Use of qPCR for the analysis of population heterogeneity and dynamics during Lactobacillus delbrueckii spp. bulgaricus batch fculture.

Direct molecular methods such as real-time polymerase chain reaction (qPCR) and propidium monoazide (PMA)-qPCR have been successfully used for quantifying viable microorganisms in the food industry. This study attempted to use qPCR and PMA-qPCR for quantifying Lactobacillus delbrueckii spp. bulgaricus sp1.1 physiological states.
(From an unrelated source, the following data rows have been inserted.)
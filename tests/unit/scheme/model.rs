use super::*;
use serde_json::json;

fn hex(s: &str) -> HexColor {
    HexColor::parse(s).unwrap()
}

#[test]
fn slots_are_numbered_in_ansi_order() {
    for (n, slot) in AnsiSlot::ALL.into_iter().enumerate() {
        assert_eq!(slot.number(), n);
        assert_eq!(AnsiSlot::from_number(n), Some(slot));
        assert_eq!(AnsiSlot::from_name(slot.name()), Some(slot));
    }
    assert_eq!(AnsiSlot::from_number(16), None);
    assert_eq!(AnsiSlot::BrightWhite.name(), "brightWhite");
}

#[test]
fn ansi_colors_are_addressed_by_name() {
    let mut ansi = AnsiColors::default();
    ansi.set(AnsiSlot::BrightRed, Some(hex("#ff5555")));
    assert_eq!(ansi.get(AnsiSlot::BrightRed), Some(&hex("#ff5555")));
    assert_eq!(ansi.get(AnsiSlot::Red), None);
    assert_eq!(ansi.len_present(), 1);
}

#[test]
fn ansi_colors_serialize_all_sixteen_names() {
    let mut ansi = AnsiColors::default();
    ansi.set(AnsiSlot::Black, Some(hex("#000000")));
    let v = serde_json::to_value(&ansi).unwrap();
    let obj = v.as_object().unwrap();
    assert_eq!(obj.len(), 16);
    assert_eq!(obj["black"], json!("#000000"));
    assert!(obj["brightCyan"].is_null());
}

#[test]
fn ansi_colors_reject_unknown_slot_names() {
    let err = serde_json::from_value::<AnsiColors>(json!({"orange": "#ff8800"}));
    assert!(err.is_err());
}

#[test]
fn json_roundtrip_keeps_camel_case_shape() {
    let mut template = SchemeTemplate::named("Night Owl");
    template.is_dark = true;
    template.base.line_number = Some(hex("#4b6479"));
    template.ansi.set(AnsiSlot::Cyan, Some(hex("#21c7a8")));
    template.vim = Some(VimExtension {
        background: Some(VimBackground::Dark),
    });
    let scheme = template.into_scheme().unwrap();

    let v = serde_json::to_value(&scheme).unwrap();
    assert_eq!(v["isDark"], json!(true));
    assert_eq!(v["base"]["lineNumber"], json!("#4b6479"));
    assert_eq!(v["vim"]["background"], json!("dark"));

    let de: CanonicalScheme = serde_json::from_value(v).unwrap();
    assert_eq!(de, scheme);
}

#[test]
fn color_reads_base_and_ansi_fields() {
    let mut template = SchemeTemplate::named("x");
    template.base.cursor_text = Some(hex("#abcdef"));
    template.ansi.set(AnsiSlot::Blue, Some(hex("#0000ff")));
    let scheme = template.into_scheme().unwrap();

    assert_eq!(
        scheme.color(ColorField::Base(BaseField::CursorText)),
        Some(&hex("#abcdef"))
    );
    assert_eq!(
        scheme.color(ColorField::Ansi(AnsiSlot::Blue)),
        Some(&hex("#0000ff"))
    );
    assert_eq!(scheme.color(ColorField::Base(BaseField::Comment)), None);
    assert_eq!(ColorField::Ansi(AnsiSlot::BrightRed).path(), "ansi.brightRed");
}

#[test]
fn template_requires_a_non_empty_name() {
    assert!(matches!(
        SchemeTemplate::default().into_scheme(),
        Err(ThemeverterError::MissingRequiredField(_))
    ));
    assert!(SchemeTemplate::named("  ").into_scheme().is_err());
}

#[test]
fn validate_rejects_blank_name() {
    let mut scheme = SchemeTemplate::named("ok").into_scheme().unwrap();
    assert!(scheme.validate().is_ok());
    scheme.name = String::new();
    assert!(scheme.validate().is_err());
}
The qPCR standards of the 16S rRNA gene were employed to calibrate the qPCR assay, which contributed to an amplification efficiency of 98.42%. The number of copies of the 16S rRNA gene was linearly related to cell density, and this linear relationship was used to construct a quantitative curve (R2 =0.9981) with a detection limit of 15.1 colony-forming units mL-1·reaction-1. qPCR in combination with an optimal PMA concentration (60 μM) helped in discriminating and quantifying the viable cells, without any interference by heat-killed cells. Compared with the conventional methods, the population heterogeneity of viable, culturable, dormant-like and membrane-permeabilized cells were well identified and quantified using qPCR during L. delbrueckii spp. bulgaricus sp1.1 batch culture. Despite the restriction in the enumeration of lysed cells, qPCR-based methods facilitated reliable identification and quantification of bacterial physiological states and provided additional knowledge on the dynamics of L. delbrueckii spp. bulgaricus sp1.1 physiological states.